La religión manda
El jueves, 28 de abril, me sorprendieron unas declaraciones del concejal del PP de mi localidad, Ricardo Rojas. Afirmaba, sin asomo de pudor ni duda, que el mandato religioso está por encima de la ley. Entiendo que su sentencia no ha de variar por el nimio detalle de que la ley nazca con el respaldo de la mayoría parlamentaria, tras el exigible y exigido debate en Cortes y en un proceso transparente al que aún no se han presentado recursos por infracción legal. Esta concepción, según la cual la normas democráticas cuentan con entidad menor que las emanadas de la voluntad divina, ya es antigua, tanto como la corriente político-religiosa medieval que se ha dado llamar agustinismo político. A finales del siglo XI (¡!), el papa Gregorio VII, en el afán de mantener el poder vaticano por encima de cualquier poder civil, afirmaba, en su Dictatus papae: "Que nadie debe reprobar la sentencia del papa, y que sólo él puede reprobar las de todos. (...) Que puede desligar a los súbditos del juramento de fidelidad prestado a los inicuos".
Tanto aquella doctrina medieval como esta que defiende Rojas, tienen como base las acusaciones de relativismo injusto a las que nos ha acostumbrado en los últimos tiempos la Santa Sede. Niego la mayor: la acusación de relativismo al sistema democrático, y la menor, las palabras del edil cordobés.
El supuesto valor moral absoluto y sacrosanto que dice defender la iglesia católica no cuenta con más respaldo que la mera afirmación de parte de que es un valor absoluto y sacrosanto. Cuando la iglesia va más allá, alude a argumentos de tan poco recibo como la inspiración divina, los textos sagrados o la infalibilidad del sumo pontífice.
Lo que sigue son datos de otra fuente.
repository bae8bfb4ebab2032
mod loader;

pub use loader::ConfigLoader;
//! Cancellable fixed-interval background tasks
//!
//! Each task ticks on its own interval until the shared shutdown token is
//! cancelled. A failing or panicking tick is logged and the next tick still
//! runs.

use std::future::Future;
use std::panic::AssertUnwindSafe;
use std::pin::Pin;
use std::sync::Arc;
use std::time::Duration;

use futures::FutureExt;
use tokio::task::JoinHandle;
use tokio::time::MissedTickBehavior;
use tokio_util::sync::CancellationToken;
use tracing::{debug, info, warn};

use crate::error::panic_message;

/// Body of one tick.
pub type TickFn =
    Arc<dyn Fn() -> Pin<Box<dyn Future<Output = Result<(), String>> + Send>> + Send + Sync>;

/// Owns the background tasks and their shutdown token.
pub struct Tickers {
    handles: Vec<(&'static str, JoinHandle<()>)>,
    shutdown: CancellationToken,
}

impl Tickers {
    pub fn new(shutdown: CancellationToken) -> Self {
        Self {
            handles: Vec::new(),
            shutdown,
        }
    }

    /// Spawn a task that runs `tick` every `period`, first after one period.
    pub fn spawn(&mut self, name: &'static str, period: Duration, tick: TickFn) {
        let shutdown = self.shutdown.clone();

        let handle = tokio::spawn(async move {
            info!(task = name, period_ms = period.as_millis() as u64, "Periodic task started");

            let start = tokio::time::Instant::now() + period;
            let mut interval = tokio::time::interval_at(start, period);
            interval.set_missed_tick_behavior(MissedTickBehavior::Delay);

            loop {
                tokio::select! {
                    biased;

                    _ = shutdown.cancelled() => {
                        info!(task = name, "Periodic task received shutdown signal");
                        break;
                    }

                    _ = interval.tick() => {
                        tokio::select! {
                            biased;

                            _ = shutdown.cancelled() => {
                                info!(task = name, "Periodic task cancelled mid-tick");
                                break;
                            }

                            outcome = AssertUnwindSafe(tick()).catch_unwind() => match outcome {
                                Ok(Ok(())) => debug!(task = name, "Tick completed"),
                                Ok(Err(e)) => warn!(task = name, error = %e, "Tick failed"),
                                Err(panic) => warn!(
                                    task = name,
                                    panic = %panic_message(panic.as_ref()),
                                    "Tick panicked"
                                ),
                            },
                        }
                    }
                }
            }
        });

        self.handles.push((name, handle));
    }

    pub fn len(&self) -> usize {
        self.handles.len()
    }

    pub fn is_empty(&self) -> bool {
        self.handles.is_empty()
    }

    /// Cancel every task and wait for all of them to finish.
    pub async fn stop(self) {
        self.shutdown.cancel();
        info!(count = self.handles.len(), "Waiting for periodic tasks to stop");
        for (name, handle) in self.handles {
            if let Err(e) = handle.await {
                warn!(task = name, error = %e, "Periodic task ended abnormally");
            }
        }
    }
}
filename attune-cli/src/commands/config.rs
use std::path::Path;

use anyhow::Result;
use attune_core::AttuneConfig;
use clap::{Args, Subcommand};

use crate::config::ConfigLoader;

#[derive(Args)]
pub struct ConfigArgs {
    #[command(subcommand)]
    pub command: ConfigCommands,
}

#[derive(Subcommand)]
pub enum ConfigCommands {
    /// Show current configuration (merged)
    Show,
    /// Show configuration file paths
    Path,
}

pub fn run(args: ConfigArgs, config: &AttuneConfig, explicit: Option<&Path>) -> Result<()> {
    match args.command {
        ConfigCommands::Show => show_config(config),
        ConfigCommands::Path => show_paths(explicit),
    }
}

fn show_config(config: &AttuneConfig) -> Result<()> {
    println!("{}", config.to_toml()?);
    Ok(())
}

fn show_paths(explicit: Option<&Path>) -> Result<()> {
    if let Some(path) = explicit {
        println!("Config file:    {}", path.display());
        return Ok(());
    }
    println!("User config:    {:?}", ConfigLoader::user_config_path());
    println!("Project config: {:?}", ConfigLoader::project_config_path());
    Ok(())
}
Por el contrario, los valores democráticos, lejos de ser relativos, tienen el soporte en la Declaración de los Derechos Humanos, que es universal porque es objetiva, que es objetiva por ser racional y que recoge nuestro marco jurídico. Me aterra y me abochorna oír a un cargo público afirmar que su gestión política tiene por norte los oscuros designios de la divinidad, situados por encima de los valores objetivos ilustrados que son suelo de la democracia. Con tal perspectiva, siempre se nos tildará de inocuos, como hacía Gregorio VII incitando a la desobediencia civil, al tiempo que entenderemos que nos hablan bocas antidemocráticas.